Strange Loop

Incident insights from NASA, NTSB, and the CDC

All complex systems eventually fail. With that inevitability, understanding recovery is paramount. Beyond the investment to keep a system running, we must know how to effectively recover upon failure, and ensure we don't encounter the same failure twice. The stakes are high: in a connected future, one with self-driving cars and fully-automated economies, outages won't only damage customer trust and the bottom line, but could cost lives.

Luckily, software isn't the only industry that deals with the failure of complex systems. Instead of reinventing the wheel, we should take a cross-disciplinary approach and draw inspiration from decades of experience in other fields. Lessons from industries dealing with similar challenges abound: medicine with surgery, transportation with air travel, and aerospace with rockets.

In this talk, I'll share my research into the incident handling and postmortem practices of other fields, surfacing the lessons we can take away. Questions we'll answer include: what has the NTSB learned from investigating 140,000 transport accidents? How does the CDC prevent epidemics from becoming pandemics in the midst of chaos? What can we learn from NASA's postmortem culture?

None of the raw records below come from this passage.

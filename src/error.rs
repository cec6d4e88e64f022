use std::io;
use std::path::{Path, PathBuf};

use thiserror::Error;

pub type Result<T> = std::result::Result<T, CombinerError>;

/// Every failure is fatal for the run; the binary reports it and exits non-zero.
#[derive(Debug, Error)]
pub enum CombinerError {
    #[error("configuration error: {0}")]
    Configuration(String),
    #[error("not confirmed: {0}")]
    ConfirmationDeclined(String),
    #[error("{operation} failed for {path:?}: {source}")]
    Io {
        operation: &'static str,
        path: PathBuf,
        source: io::Error,
    },
    #[error("failed to read zip archive {path:?}: {source}")]
    Archive {
        path: PathBuf,
        source: zip::result::ZipError,
    },
    #[error("archive {archive:?} contains an entry outside the staging directory: {entry}")]
    UnsafeArchiveEntry { archive: PathBuf, entry: String },
    #[error("{path:?} already exists: {reason}")]
    PreexistingState { path: PathBuf, reason: String },
}

pub trait IoResultExt<T> {
    fn at(self, operation: &'static str, path: &Path) -> Result<T>;
}

impl<T> IoResultExt<T> for io::Result<T> {
    fn at(self, operation: &'static str, path: &Path) -> Result<T> {
        self.map_err(|source| CombinerError::Io {
            operation,
            path: path.to_path_buf(),
            source,
        })
    }
}

impl<T> IoResultExt<T> for std::result::Result<T, walkdir::Error> {
    fn at(self, operation: &'static str, path: &Path) -> Result<T> {
        self.map_err(io::Error::from).at(operation, path)
    }
}
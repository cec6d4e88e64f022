use std::fmt;
use std::path::PathBuf;

#[derive(Debug, Copy, Clone, Eq, PartialEq, Hash, Ord, PartialOrd)]
pub struct ProvenanceId(pub u64);

impl fmt::Display for ProvenanceId {
    fn fmt(&self, f: &mut fmt::Formatter<'_>) -> fmt::Result {
        write!(f, "{}", self.0)
    }
}

/// Hands out ids in allocation order; one allocator per run.
#[derive(Debug, Default)]
pub struct ProvenanceIdAllocator {
    next: u64,
}

impl ProvenanceIdAllocator {
    pub fn new() -> Self {
        Self::default()
    }

    pub fn allocate(&mut self) -> ProvenanceId {
        let id = ProvenanceId(self.next);
        self.next += 1;
        id
    }
}

/// A plain text file sitting in the staging directory.
#[derive(Debug, Clone, Eq, PartialEq)]
pub struct StagedFile {
    pub path: PathBuf,
    pub file_name: String,
}

/// A staged file after it has been appended to the result file.
#[derive(Debug, Clone, Eq, PartialEq)]
pub struct MergedFile {
    pub file_name: String,
    pub provenance_id: ProvenanceId,
    pub lines_written: usize,
    pub lines_dropped: usize,
}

Still in its early days, SRE has figured out incident management and analysis through trial-and-error and tribal knowledge. As the field matures, and the world relies more heavily on our systems, we can craft best practices by learning from others rather than from inevitable catastrophe.

Emil Stolarsky

Emil Stolarsky


Emil is a production engineer at Shopify where he works on scriptable load balancers, performance, and DNS tooling. When he's not trying to make Shopify's global performance heat map green, he's fighting his fear of heights in a nearby rock climbing gym.